▶ _Task_
Write out exactly what each line says, starting with the first line below and ending on the one with "use crate::document::DocumentId;".

Collected data entries:
==*==
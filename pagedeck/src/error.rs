//! Error types for pagedeck.
//!
//! All engine operations return [`PagedeckError`]. The taxonomy separates
//! four failure classes:
//!
//! - **Parse errors**: input bytes are not an openable PDF.
//! - **Range errors**: an index or position is outside the sequence. These
//!   indicate a caller defect; the engine rejects instead of clamping.
//! - **Invalid operations**: structurally well-formed but semantically
//!   illegal requests (removing every page, an incomplete reorder list).
//!   These carry enough detail for an actionable message.
//! - **Serialization errors**: internal consistency failures while writing
//!   the output document.
//!
//! File-level variants back the async reader and writer in [`crate::io`].

use std::io;
use std::path::PathBuf;

use thiserror::Error;

use crate::document::DocumentId;

/// Result type alias for pagedeck operations.
pub type Result<T> = std::result::Result<T, PagedeckError>;

/// Main error type for pagedeck operations.
#[derive(Debug, Error)]
pub enum PagedeckError {
    /// Input bytes could not be parsed as a PDF document.
    #[error("failed to parse PDF: {reason}\n  Hint: select a valid, unencrypted PDF file")]
    Parse {
        /// Reason reported by the parser.
        reason: String,
    },

    /// The document is encrypted and cannot be edited.
    #[error(
        "document is encrypted and cannot be edited\n  \
         Hint: unlock the document first, then re-open the decrypted bytes"
    )]
    Encrypted,

    /// An index or position falls outside the page sequence.
    #[error("index {index} is out of range for a sequence of {len} page(s)")]
    IndexOutOfRange {
        /// The offending zero-based index.
        index: usize,
        /// Length of the sequence at the time of the request.
        len: usize,
    },

    /// A semantically illegal request on a well-formed sequence.
    #[error("{reason}")]
    InvalidOperation {
        /// Description of what made the request illegal.
        reason: String,
    },

    /// A rotation value that does not normalize to 0, 90, 180 or 270.
    #[error("invalid rotation {degrees}: rotations must be a multiple of 90 degrees")]
    InvalidRotation {
        /// The rejected value, in degrees.
        degrees: i64,
    },

    /// A reorder list that does not mention every page.
    #[error("reorder list is incomplete: missing page number(s) {}", join_pages(.missing))]
    PermutationMissing {
        /// 1-based page numbers absent from the list.
        missing: Vec<usize>,
    },

    /// A reorder list that mentions a page more than once.
    #[error("reorder list repeats page number(s) {}", join_pages(.duplicates))]
    PermutationDuplicate {
        /// 1-based page numbers that appear more than once.
        duplicates: Vec<usize>,
    },

    /// A free-text page list that could not be parsed.
    #[error("invalid page list entry '{entry}': {reason}")]
    PageList {
        /// The offending fragment of the input.
        entry: String,
        /// What was wrong with it.
        reason: String,
    },

    /// A sequence entry references a document that is not in the registry.
    ///
    /// This is a programming invariant violation: sequences must only be
    /// serialized against registries that still hold every source they
    /// reference.
    #[error("source document {id} is missing from the registry\n  Hint: re-open the file and rebuild the sequence")]
    MissingSource {
        /// Identifier of the absent document.
        id: DocumentId,
    },

    /// Writing the output document failed.
    #[error("serialization failed: {reason}")]
    Serialization {
        /// Description of the failure.
        reason: String,
    },

    /// Input file was not found.
    #[error("file not found: {}", .path.display())]
    FileNotFound {
        /// Path to the file that was not found.
        path: PathBuf,
    },

    /// Input path exists but is not a regular file.
    #[error("not a file: {}", .path.display())]
    NotAFile {
        /// Path that is not a file.
        path: PathBuf,
    },

    /// Input file could not be read.
    #[error("cannot access file: {}\n  Reason: {source}", .path.display())]
    FileNotAccessible {
        /// Path to the inaccessible file.
        path: PathBuf,
        /// Underlying I/O error.
        source: io::Error,
    },

    /// Output file already exists and overwriting is not allowed.
    #[error(
        "output file already exists: {}\n  \
         Use --force to overwrite or choose a different output path",
        .path.display()
    )]
    OutputExists {
        /// Path to the existing output file.
        path: PathBuf,
    },

    /// Output file could not be created.
    #[error("failed to create output file: {}\n  Reason: {source}", .path.display())]
    FailedToCreateOutput {
        /// Path where output should be created.
        path: PathBuf,
        /// Underlying I/O error.
        source: io::Error,
    },

    /// Output file could not be written.
    #[error("failed to write output file: {}\n  Reason: {source}", .path.display())]
    FailedToWrite {
        /// Path being written to.
        path: PathBuf,
        /// Underlying I/O error.
        source: io::Error,
    },

    /// Generic I/O error.
    #[error("I/O error: {source}")]
    Io {
        /// Underlying I/O error.
        #[from]
        source: io::Error,
    },

    /// Generic error with a custom message.
    #[error("{message}")]
    Other {
        /// Error message.
        message: String,
    },
}

impl PagedeckError {
    /// Create a Parse error.
    pub fn parse(reason: impl Into<String>) -> Self {
        Self::Parse {
            reason: reason.into(),
        }
    }

    /// Create an IndexOutOfRange error.
    pub fn out_of_range(index: usize, len: usize) -> Self {
        Self::IndexOutOfRange { index, len }
    }

    /// Create an InvalidOperation error.
    pub fn invalid_operation(reason: impl Into<String>) -> Self {
        Self::InvalidOperation {
            reason: reason.into(),
        }
    }

    /// Create a Serialization error.
    pub fn serialization(reason: impl Into<String>) -> Self {
        Self::Serialization {
            reason: reason.into(),
        }
    }

    /// Create an Other error with a custom message.
    pub fn other(message: impl Into<String>) -> Self {
        Self::Other {
            message: message.into(),
        }
    }

    /// Check if this error was caused by the request rather than the input
    /// document.
    ///
    /// Request errors leave the sequence untouched and can be retried with
    /// corrected parameters; the others require re-opening the source.
    pub fn is_request_error(&self) -> bool {
        matches!(
            self,
            Self::IndexOutOfRange { .. }
                | Self::InvalidOperation { .. }
                | Self::InvalidRotation { .. }
                | Self::PermutationMissing { .. }
                | Self::PermutationDuplicate { .. }
                | Self::PageList { .. }
        )
    }

    /// Get the process exit code for this error.
    pub fn exit_code(&self) -> i32 {
        match self {
            Self::Parse { .. } | Self::Encrypted => 3,
            Self::IndexOutOfRange { .. }
            | Self::InvalidOperation { .. }
            | Self::InvalidRotation { .. }
            | Self::PermutationMissing { .. }
            | Self::PermutationDuplicate { .. }
            | Self::PageList { .. } => 1,
            Self::MissingSource { .. } | Self::Serialization { .. } => 6,
            Self::FileNotFound { .. } | Self::NotAFile { .. } | Self::FileNotAccessible { .. } => 2,
            Self::OutputExists { .. } => 4,
            Self::FailedToCreateOutput { .. } | Self::FailedToWrite { .. } | Self::Io { .. } => 5,
            Self::Other { .. } => 1,
        }
    }
}

/// Render a page-number list as "3" or "3, 7, 9".
fn join_pages(pages: &[usize]) -> String {
    pages
        .iter()
        .map(|p| p.to_string())
        .collect::<Vec<_>>()
        .join(", ")
}
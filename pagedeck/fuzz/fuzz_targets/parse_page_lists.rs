#![no_main]

use libfuzzer_sys::fuzz_target;
use pagedeck::input::{PageSelection, parse_order};

fuzz_target!(|data: &[u8]| {
    let Ok(text) = std::str::from_utf8(data) else {
        return;
    };

    // The boundary parsers must reject arbitrary text with an error,
    // never a panic.
    if let Ok(selection) = PageSelection::parse(text) {
        let _ = selection.to_indices(64);
        let _ = selection.contains(1);
    }

    let _ = parse_order(text);
});
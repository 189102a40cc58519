//! Client domain type and name validation.

use serde::{Deserialize, Serialize};

use crate::ports::CoreError;

/// Shortest accepted client name, in characters.
pub const CLIENT_NAME_MIN_LEN: usize = 2;

/// Longest accepted client name, in characters.
pub const CLIENT_NAME_MAX_LEN: usize = 100;

/// A registered client.
#[derive(Debug, Clone, PartialEq, Eq, Serialize, Deserialize)]
pub struct Client {
    /// Database-generated identifier.
    pub id: i64,
    /// Display name, 2 to 100 characters.
    pub name: String,
}

impl Client {
    pub fn new(id: i64, name: impl Into<String>) -> Self {
        Self {
            id,
            name: name.into(),
        }
    }
}

/// Validate a client name.
///
/// Length is counted in characters, not bytes, so multi-byte names are
/// judged by what the user sees. The name is not trimmed.
pub fn validate_client_name(name: &str) -> Result<(), CoreError> {
    let len = name.chars().count();
    if (CLIENT_NAME_MIN_LEN..=CLIENT_NAME_MAX_LEN).contains(&len) {
        return Ok(());
    }

    tracing::error!(
        name = %name,
        len,
        "Invalid client name. Name must be between {CLIENT_NAME_MIN_LEN} and {CLIENT_NAME_MAX_LEN} characters."
    );
    Err(CoreError::Validation(format!(
        "Client name must be between {CLIENT_NAME_MIN_LEN} and {CLIENT_NAME_MAX_LEN} characters."
    )))
}
//! CLI bootstrap - the composition root.
//!
//! This module is the ONLY place where infrastructure is wired together
//! for the CLI adapter:
//! - Environment and `.env` loading
//! - Database configuration
//! - Database pool and adapters (via megasoft-db)
//! - Core services (via megasoft-core)
//!
//! Command handlers receive the fully-composed AppCore and delegate work to it.

use std::path::Path;

use megasoft_core::paths::DATABASE_ENV;
use megasoft_core::{AppCore, DatabaseConfig};
use megasoft_db::{CoreFactory, setup_database};

use crate::error::CliError;

/// Bootstrap configuration for the CLI.
#[derive(Debug, Clone)]
pub struct CliConfig {
    /// Database location, clean policy and migration source.
    pub database: DatabaseConfig,
}

/// Load a `.env` file into the process environment.
///
/// Looks for `.env` in the current directory and its parents when `path`
/// is `None`. A missing file is not an error. Variables already set in the
/// environment are left alone. Call this before [`crate::logging::init`]
/// so a `RUST_LOG` from the file takes effect.
pub fn load_env_file(path: Option<&Path>) -> Result<(), dotenvy::Error> {
    let loaded = match path {
        Some(path) => dotenvy::from_path(path),
        None => dotenvy::dotenv().map(|_| ()),
    };

    match loaded {
        Err(e) if e.not_found() => Ok(()),
        other => other,
    }
}

impl CliConfig {
    /// Resolve config from the environment.
    ///
    /// `database_override` (the `--database` flag) takes precedence over
    /// `MEGASOFT_DATABASE`.
    pub fn from_env(database_override: Option<&str>) -> Result<Self, CliError> {
        let database = DatabaseConfig::from_lookup(|key| match database_override {
            Some(path) if key == DATABASE_ENV => Some(path.to_string()),
            _ => std::env::var(key).ok(),
        })?;

        Ok(Self { database })
    }
}

/// Fully composed application context for CLI commands.
pub struct CliContext {
    /// The core application facade.
    pub app: AppCore,
    /// The configuration the context was built from.
    pub config: CliConfig,
}

impl CliContext {
    /// Access the AppCore.
    pub const fn app(&self) -> &AppCore {
        &self.app
    }

    /// Access the configuration.
    pub const fn config(&self) -> &CliConfig {
        &self.config
    }
}

/// Bootstrap the CLI application.
///
/// Opens the database file (creating it if needed) and composes the
/// `AppCore`. Migrations are not run here; commands decide that.
pub async fn bootstrap(config: CliConfig) -> Result<CliContext, CliError> {
    let pool = setup_database(&config.database.database_path)
        .await
        .map_err(|e| CliError::Database(format!("{e:#}")))?;

    tracing::debug!(
        database = %config.database.database_path.display(),
        migrations = %config.database.migration_source(),
        clean_enabled = config.database.clean_enabled,
        "Bootstrapped CLI context"
    );

    let app = CoreFactory::build_app_core(pool, &config.database);
    Ok(CliContext { app, config })
}
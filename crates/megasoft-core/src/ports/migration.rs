//! Schema migration port.

use async_trait::async_trait;
use thiserror::Error;

use crate::domain::{CleanReport, MigrationInfo, MigrationReport};

/// Errors raised by a migration engine.
#[derive(Debug, Error)]
pub enum MigrationError {
    /// Clean was requested but is not enabled in configuration.
    #[error("Clean is disabled. Set MEGASOFT_CLEAN_ENABLED=true to allow dropping the schema")]
    CleanDisabled,

    /// Applied history does not match the resolved migrations.
    #[error("Migration validation failed: {0}")]
    Validation(String),

    /// Migration scripts could not be resolved.
    #[error("Failed to resolve migrations: {0}")]
    Source(String),

    /// A migration or history query failed while executing.
    #[error("Migration failed: {0}")]
    Execution(String),
}

/// Versioned schema migration engine.
#[async_trait]
pub trait MigrationPort: Send + Sync {
    /// Apply all pending migrations in version order.
    async fn migrate(&self) -> Result<MigrationReport, MigrationError>;

    /// Drop every user object in the schema, migration history included.
    ///
    /// Fails with `MigrationError::CleanDisabled` unless enabled.
    async fn clean(&self) -> Result<CleanReport, MigrationError>;

    /// Resolved and applied migrations merged, ordered by version.
    async fn info(&self) -> Result<Vec<MigrationInfo>, MigrationError>;

    /// Check applied history against resolved migrations.
    async fn validate(&self) -> Result<(), MigrationError>;
}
==*==
▶ _Problem solution_
filename pagedeck/src/error.rs
//! Error types for pagedeck.
//!
//! All engine operations return [`PagedeckError`]. The taxonomy separates
//! four failure classes:
//!
//! - **Parse errors**: input bytes are not an openable PDF.
//! - **Range errors**: an index or position is outside the sequence. These
//!   indicate a caller defect; the engine rejects instead of clamping.
//! - **Invalid operations**: structurally well-formed but semantically
//!   illegal requests (removing every page, an incomplete reorder list).
//!   These carry enough detail for an actionable message.
//! - **Serialization errors**: internal consistency failures while writing
//!   the output document.
//!
//! File-level variants back the async reader and writer in [`crate::io`].

use std::io;
use std::path::PathBuf;

use thiserror::Error;

use crate::document::DocumentId;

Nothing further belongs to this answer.